Jane and I rented an apartment for six weeks on Via dei Fienili in a tiny neighborhood surrounded by history: the Forum to the north, the Capitoline Hill to the west, the Palatine Hill to the east, and the Circus Maximus to the South.  To walk anywhere from there, we often had to pass by three very different and interesting churches.

One, the Chiesa di San Giorgio al Velabro, dates to the 7th century. It is a relatively simple and plain structure with little adornment. In fact, it seems to have been built using mismatched columns of different sizes and stone recycled from older buildings. (The fact that stones used in ancient buildings were reused centuries later for construction projects elsewhere is a major reason why so many ruins are incomplete.)

Another rather modest church practically abuts the Forum. It is Santa Maria della Consolazione. The church is named after an icon of the Virgin Mary that was placed here in the 1300s to console criminals who were thrown to their deaths from the cliff above the church; in ancient Rome, the cliff was called the Tarpeian Rock and was used for the same purpose. Today the church is one of the few obviously still functioning as a neighborhood church. It drew a congregation on Sundays complete with a priest standing by the door greeting worshipers as they left.

The grandest of our "neighborhood" churches is Santa Maria in Aracoeli, which overlooks the Piazza Venezia and is adjacent to the Michelangelo-designed Piazza Campidoglia as well as a huge white building that resembles a wedding cake and is officially known as the Altare della Patria (and shown on most maps as the Vittorio Emanuele II Monument). Walking west into central Rome most days, we passed through Campidoglia and looked up at Aracoeli, which sits at the top of 124 steep steps constructed in the 14th century of white marble. The church itself dates to the 6th century and replaced a Byzantine abbey.  For centuries Aracoeli housed a olive-wood figure of the Baby Jesus, known as the Aracoeli Bambino, which supposedly could ensure pregnant women that their babies would be healthy and was also believed able to resurrect the dead. The original 15th-century Bambino was stolen in 1994 and never recovered; the replica on display now appears to be just as venerated. Over the centuries the church has been owned by Benedictines and Franciscans and in the late 18th century was deconsecrated and used as a stable. Today its interior is probably grander than ever, with many elements from the church's long history well conserved and displayed.

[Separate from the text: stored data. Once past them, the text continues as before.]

//! Runtime support for apiforge-generated code.
//!
//! Generated DTO, server and client files depend only on this crate. It
//! re-exports the HTTP stack they are written against (`axum`, `reqwest`,
//! `tokio`, `bytes`, `serde_json`) so a consuming crate needs a single
//! dependency.
//!
//! ## Modules
//!
//! - [`codec`] - The keyed JSON [`Codec`] trait and field accessors
//! - [`registry`] - [`CodecRegistry`], the client's type-indexed decoders
//! - [`rules`] - Predicate helpers for validation rules
//! - [`server`] - Authentication gate and parameter binding for axum handlers
//! - [`client`] - Response helpers and asynchronous callback delivery
//! - [`error`] - Typed errors for all of the above
//!
//! ## Example
//!
//! ```
//! use apiforge_runtime::codec::field;
//! use apiforge_runtime::{Codec, DecodeError};
//! use serde_json::{Map, Value, json};
//!
//! #[derive(Debug, PartialEq)]
//! struct User { id: i64, name: Option<String> }
//!
//! impl Codec for User {
//!     fn decode(value: &Value) -> Result<Self, DecodeError> {
//!         let object = field::expect_object(value, "User")?;
//!         Ok(User {
//!             id: field::integer(object, "User", "id")?,
//!             name: field::string_opt(object, "User", "name")?,
//!         })
//!     }
//!
//!     fn encode(&self) -> Value {
//!         let mut object = Map::new();
//!         field::put(&mut object, "id", &self.id);
//!         field::put_opt(&mut object, "name", &self.name);
//!         Value::Object(object)
//!     }
//! }
//!
//! let user = User::decode(&json!({ "id": 1 })).unwrap();
//! assert_eq!(user, User { id: 1, name: None });
//! assert_eq!(user.encode(), json!({ "id": 1 }));
//! ```

pub mod client;
pub mod codec;
pub mod error;
pub mod registry;
pub mod rules;
pub mod server;

pub use axum;
pub use bytes;
pub use reqwest;
pub use serde_json;
pub use tokio;

pub use codec::Codec;
pub use error::{ApiError, ClientError, DecodeError, ValidationError};
pub use registry::CodecRegistry;
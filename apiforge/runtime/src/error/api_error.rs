//! Server-side request errors.

use axum::Json;
use axum::http::StatusCode;
use axum::response::{IntoResponse, Response};
use thiserror::Error;

use super::{DecodeError, ValidationError};

/// Errors a generated handler can short-circuit with.
///
/// Every variant maps to a client-error status: authentication failures to
/// `401`, everything else to `400`. The body is a JSON object with a single
/// `error` key.
#[derive(Debug, Error)]
pub enum ApiError {
    /// A required parameter was not supplied.
    #[error("missing required {location} parameter `{name}`")]
    MissingParameter {
        /// Parameter name.
        name: &'static str,
        /// Request location (path, query, header, form, body).
        location: &'static str,
    },

    /// A parameter was supplied but could not be parsed.
    #[error("invalid {location} parameter `{name}`: {reason}")]
    InvalidParameter {
        /// Parameter name.
        name: &'static str,
        /// Request location.
        location: &'static str,
        /// Why parsing failed.
        reason: String,
    },

    /// A parameter or decoded body broke a validation rule.
    #[error(transparent)]
    Validation(#[from] ValidationError),

    /// The request did not satisfy the operation's security requirements.
    #[error("unauthorized: requires {schemes}")]
    Unauthorized {
        /// Required scheme names, comma separated.
        schemes: String,
    },

    /// The request body could not be decoded.
    #[error("invalid request body: {0}")]
    Decode(DecodeError),
}

impl From<DecodeError> for ApiError {
    fn from(err: DecodeError) -> Self {
        match err.into_violation() {
            Ok(violation) => Self::Validation(violation),
            Err(other) => Self::Decode(other),
        }
    }
}

impl ApiError {
    /// HTTP status for this error.
    pub fn status(&self) -> StatusCode {
        match self {
            Self::Unauthorized { .. } => StatusCode::UNAUTHORIZED,
            _ => StatusCode::BAD_REQUEST,
        }
    }
}

impl IntoResponse for ApiError {
    fn into_response(self) -> Response {
        let status = self.status();
        tracing::debug!(status = status.as_u16(), error = %self, "rejecting request");
        (status, Json(serde_json::json!({ "error": self.to_string() }))).into_response()
    }
}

The altar canopy at San Giorgio.

San Giorgio al Velabro is one of the few Roman churches, I think, where a Mennonite or an Amish
person might feel at home.  The mismatched columns were recycled from ancient ruins.

Santa Maria della Consolazione overlooks Piazza Consolazione
just east of the Capitoline Hill.
On Sundays these pews at Consolazione are occupied by worshipers.


Romans say that if you climb the 124 steps to Santa Maria in Aracoeli on your knees, you'll win the lottery.

View from the top of the Aracoeli stairs.

It's hard to believe that little more than 200 years ago Aracoeli was used as a stable.

Macabre exhibits, such as this at Aracoeli, are not uncommon in
Roman churches.

Various miracles are attributed to the Aracoeli Bambino.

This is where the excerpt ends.